The isobutyl compound, as with all of the larger N-R substituted derivatives does not fit well into the narrowest AAATTT groove and give no detectible binding to this sequence under our conditions. The N-isobutyl compound, DB2711, is not able to reshape the AAAGCTTT minor groove into a conformation that supports significant minor groove binding. Relative to the N-Me, -ethyl, and -isopropyl derivatives DB2711 has only about a 3 fold increase in KD and still binds very strongly to AAAGTTT.

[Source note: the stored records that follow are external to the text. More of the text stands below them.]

use assert_cmd::Command;
use predicates::{prelude::PredicateBooleanExt, str::contains};
use tempfile::TempDir;

const BIN_NAME: &str = "finance_core_cli";

fn script_command(home: &TempDir) -> Command {
    let mut cmd = Command::cargo_bin(BIN_NAME).expect("binary exists");
    cmd.env("FINANCE_CORE_CLI_SCRIPT", "1");
    cmd.env("FINANCE_CORE_HOME", home.path());
    cmd
}

#[test]
fn help_lists_every_top_level_command() {
    let home = TempDir::new().unwrap();
    script_command(&home)
        .write_stdin("help\nexit\n")
        .assert()
        .success()
        .stdout(contains("account").and(contains("dashboard")).and(contains("assistant")));
}

#[test]
fn version_prints_package_version() {
    let home = TempDir::new().unwrap();
    script_command(&home)
        .write_stdin("version\nexit\n")
        .assert()
        .success()
        .stdout(contains("Finance Core version"));
}

#[test]
fn fresh_home_is_seeded_with_starter_accounts() {
    let home = TempDir::new().unwrap();
    script_command(&home)
        .write_stdin("account list\nexit\n")
        .assert()
        .success()
        .stdout(contains("Main Bank").and(contains("Cash Wallet")));
}

#[test]
fn recording_an_expense_updates_the_listed_balance() {
    let home = TempDir::new().unwrap();
    script_command(&home)
        .write_stdin("txn add expense 50 \"main bank\" cat_food\naccount list\nexit\n")
        .assert()
        .success()
        .stdout(contains("Recorded expense").and(contains("2450.00")));
}

#[test]
fn balances_persist_across_shell_runs() {
    let home = TempDir::new().unwrap();
    script_command(&home)
        .write_stdin("txn add income 100 \"cash wallet\"\nexit\n")
        .assert()
        .success();
    script_command(&home)
        .write_stdin("account list\nexit\n")
        .assert()
        .success()
        .stdout(contains("250.00"));
}

#[test]
fn oversell_is_rejected_before_touching_the_books() {
    let home = TempDir::new().unwrap();
    script_command(&home)
        .write_stdin("txn add sell NVDA 5 100 \"main bank\"\naccount list\nexit\n")
        .assert()
        .success()
        .stdout(contains("no holding for symbol NVDA").and(contains("2500.00")));
}

#[test]
fn unknown_command_suggests_a_close_match() {
    let home = TempDir::new().unwrap();
    script_command(&home)
        .write_stdin("dashbord\nexit\n")
        .assert()
        .success()
        .stdout(contains("did you mean `dashboard`"));
}

#[test]
fn clearing_history_keeps_balances() {
    let home = TempDir::new().unwrap();
    script_command(&home)
        .write_stdin("txn add expense 50 \"main bank\"\ntxn clear\ntxn list\naccount list\nexit\n")
        .assert()
        .success()
        .stdout(
            contains("Cleared 1 transaction(s)")
                .and(contains("No transactions yet"))
                .and(contains("2450.00")),
        );
}
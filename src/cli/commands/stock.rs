use super::CommandDefinition;
use crate::cli::context::{CommandResult, ShellContext};
use crate::cli::output;
use crate::errors::CliError;

pub(crate) fn definitions() -> Vec<CommandDefinition> {
    vec![CommandDefinition::new(
        "stock",
        "Inspect holdings and update prices",
        "stock <list|price <symbol> <price>>",
        cmd_stock,
    )]
}

fn cmd_stock(context: &mut ShellContext, args: &[&str]) -> CommandResult {
    match args.first().map(|arg| arg.to_lowercase()).as_deref() {
        Some("list") | None => list(context),
        Some("price") => price(context, &args[1..]),
        Some(other) => Err(CliError::Input(format!(
            "unknown stock subcommand `{other}`"
        ))),
    }
}

fn list(context: &mut ShellContext) -> CommandResult {
    if context.books.holdings.is_empty() {
        output::info("No stock holdings.");
        return Ok(());
    }
    output::section("Stock holdings");
    let symbol = context.config.currency_symbol.clone();
    for holding in &context.books.holdings {
        let value = holding.market_value();
        let gain = value - holding.cost_basis();
        output::info(format!(
            "  {:<6} x{:<8} avg {}  now {}  value {}  ({}{})",
            holding.symbol,
            holding.quantity,
            output::format_amount(&symbol, holding.average_buy_price),
            output::format_amount(&symbol, holding.current_price),
            output::format_amount(&symbol, value),
            if gain >= 0.0 { "+" } else { "" },
            output::format_amount(&symbol, gain)
        ));
    }
    Ok(())
}

fn price(context: &mut ShellContext, args: &[&str]) -> CommandResult {
    let (ticker, raw_price) = match args {
        [ticker, raw_price] => (ticker, raw_price),
        _ => {
            return Err(CliError::Input("usage: stock price <symbol> <price>".into()));
        }
    };
    let price: f64 = raw_price
        .parse()
        .map_err(|_| CliError::Input("price must be numeric".into()))?;
    if price <= 0.0 {
        return Err(CliError::Input("price must be positive".into()));
    }
    context
        .books
        .set_holding_price(ticker, price)
        .map_err(CliError::Core)?;
    context.commit()?;
    output::success(format!(
        "Updated {} to {}.",
        ticker.to_uppercase(),
        output::format_amount(&context.config.currency_symbol, price)
    ));
    Ok(())
}
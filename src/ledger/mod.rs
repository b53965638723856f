//! The ledger core: pure transaction application, the in-memory books, and
//! read-side dashboard aggregation.

pub mod apply;
pub mod books;
pub mod summary;

pub use apply::apply;
pub use books::Books;
pub use summary::{summarize, AssetSlice, DashboardSummary};
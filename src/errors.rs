use std::result::Result as StdResult;

use thiserror::Error;

/// Unified error type for domain, storage, and assistant layers.
#[derive(Error, Debug)]
pub enum FinanceError {
    #[error("Account not found: {0}")]
    AccountNotFound(String),
    #[error("Holding not found: {0}")]
    HoldingNotFound(String),
    #[error("Persistence error: {0}")]
    StorageError(String),
    #[error("Configuration error: {0}")]
    ConfigError(String),
    #[error("Assistant error: {0}")]
    AssistantError(String),
}

pub type Result<T> = StdResult<T, FinanceError>;

impl From<std::io::Error> for FinanceError {
    fn from(err: std::io::Error) -> Self {
        FinanceError::StorageError(err.to_string())
    }
}

impl From<serde_json::Error> for FinanceError {
    fn from(err: serde_json::Error) -> Self {
        FinanceError::StorageError(err.to_string())
    }
}

impl From<reqwest::Error> for FinanceError {
    fn from(err: reqwest::Error) -> Self {
        FinanceError::AssistantError(err.to_string())
    }
}

/// User-facing CLI error wrapper.
#[derive(Error, Debug)]
pub enum CliError {
    #[error(transparent)]
    Core(#[from] FinanceError),
    #[error("Invalid input: {0}")]
    Input(String),
    #[error("Command failed: {0}")]
    Command(String),
    #[error("Readline error: {0}")]
    Readline(#[from] rustyline::error::ReadlineError),
    #[error("Prompt error: {0}")]
    Prompt(#[from] dialoguer::Error),
    #[error("IO error: {0}")]
    Io(#[from] std::io::Error),
}
//! Domain models: accounts, stock holdings, transactions, and the category
//! catalog.

pub mod account;
pub mod category;
pub mod holding;
pub mod transaction;

pub use account::{Account, AccountKind};
pub use category::{catalog, resolve_category_label, Category, CategoryKind, CategoryRef};
pub use holding::StockHolding;
pub use transaction::{StockOrder, Transaction, TransactionKind};
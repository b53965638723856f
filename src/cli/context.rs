//! Shell state and command dispatch.

use dialoguer::{theme::ColorfulTheme, Confirm};
use strsim::levenshtein;
use uuid::Uuid;

use crate::assistant::TransactionDraft;
use crate::config::{Config, ConfigManager};
use crate::errors::CliError;
use crate::ledger::Books;
use crate::storage::{JsonStore, StorageBackend};

use super::commands::{self, CommandRegistry};
use super::output;

#[derive(Debug, Clone, Copy, PartialEq, Eq)]
pub enum CliMode {
    Interactive,
    Script,
}

pub type CommandResult = Result<(), CliError>;

/// Holds everything a command handler can touch: the books, the storage
/// backend, configuration, and the draft pending confirmation.
pub struct ShellContext {
    mode: CliMode,
    registry: CommandRegistry,
    pub(crate) storage: JsonStore,
    pub(crate) books: Books,
    pub(crate) config: Config,
    pub(crate) pending_draft: Option<TransactionDraft>,
    pub running: bool,
}

impl ShellContext {
    pub fn new(mode: CliMode) -> Result<Self, CliError> {
        let registry = CommandRegistry::new(commands::all_definitions());
        let storage = JsonStore::new_default()?;
        if storage.seed()? {
            output::info("Welcome! Seeded two starter accounts.");
        }
        let books = storage.load_books()?;
        let config = ConfigManager::new()?.load()?;
        Ok(Self {
            mode,
            registry,
            storage,
            books,
            config,
            pending_draft: None,
            running: true,
        })
    }

    /// Test constructor with explicit collaborators.
    pub fn with_parts(
        mode: CliMode,
        storage: JsonStore,
        books: Books,
        config: Config,
    ) -> Self {
        Self {
            mode,
            registry: CommandRegistry::new(commands::all_definitions()),
            storage,
            books,
            config,
            pending_draft: None,
            running: true,
        }
    }

    pub fn mode(&self) -> CliMode {
        self.mode
    }

    pub fn command_overview(&self) -> Vec<(&'static str, &'static str, &'static str)> {
        self.registry
            .iter()
            .map(|def| (def.name, def.description, def.usage))
            .collect()
    }

    pub fn dispatch(&mut self, command: &str, args: &[&str]) -> CommandResult {
        let Some(definition) = self.registry.get(command).cloned() else {
            let mut message = format!("unknown command `{command}`");
            if let Some(suggestion) = self.suggest(command) {
                message.push_str(&format!(", did you mean `{suggestion}`?"));
            }
            return Err(CliError::Input(message));
        };
        (definition.handler)(self, args)
    }

    fn suggest(&self, input: &str) -> Option<&'static str> {
        self.registry
            .names()
            .map(|name| (name, levenshtein(input, name)))
            .filter(|(_, distance)| *distance <= 2)
            .min_by_key(|(_, distance)| *distance)
            .map(|(name, _)| name)
    }

    /// Persists all three collections after a state change.
    pub(crate) fn commit(&self) -> CommandResult {
        self.storage.commit(&self.books)?;
        Ok(())
    }

    /// Asks for confirmation interactively; script mode always proceeds.
    pub(crate) fn confirm(&self, prompt: &str) -> Result<bool, CliError> {
        if self.mode != CliMode::Interactive {
            return Ok(true);
        }
        Ok(Confirm::with_theme(&ColorfulTheme::default())
            .with_prompt(prompt)
            .default(false)
            .interact()?)
    }

    /// Resolves an account token: a 1-based list index, a full id, or a
    /// case-insensitive name.
    pub(crate) fn resolve_account(&self, token: &str) -> Result<Uuid, CliError> {
        if let Ok(index) = token.parse::<usize>() {
            return self
                .books
                .accounts
                .get(index.wrapping_sub(1))
                .map(|account| account.id)
                .ok_or_else(|| CliError::Input(format!("no account at index {index}")));
        }
        if let Ok(id) = token.parse::<Uuid>() {
            if self.books.account(id).is_some() {
                return Ok(id);
            }
        }
        let lowered = token.to_lowercase();
        self.books
            .accounts
            .iter()
            .find(|account| account.name.to_lowercase() == lowered)
            .map(|account| account.id)
            .ok_or_else(|| CliError::Input(format!("unknown account `{token}`")))
    }
}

The second type of major substitution changes were made on the core aromatic system. Methyl substitution on a phenyl (DB2753) and the thiophene (DB2754) apparently causes too much twist in the compound structure with the N-isopropyl group and the KD values for AAAGTTT increase are 20 fold relative to the unsubstituted N-isopropyl compound (DB2708). We also tried to increase the twist at a phenyl amidine position (DB2759 –Cl and DB2762 –CF3) with mixed results. The –CF3 derivative apparently has too much twist and binds relatively weakly to all DNAs. The derivative with the smaller –Cl substitution, however, apparently has near perfect twist on the amidine to fit the DNA microstructure at the end of the AAAGTTT sequence where there are G·C bps and some expansion of the groove. This compound has negligible binding to AAATTT and AAAGCTTT but only a 3 fold increase in KD relative to unsubstituted N-isopropyl derivative (DB2708). These excellent binding results with AAAGTTT coupled with effectively infinite selectivity over the classical recognition sequence AAATTT as well as the two GC sequence make the –Cl (DB2759) and N-isobutyl derivatives our current lead compounds for biological development. This entire compound set and especially the two lead compounds provide excellent ideas for future design efforts of minor groove binding compounds.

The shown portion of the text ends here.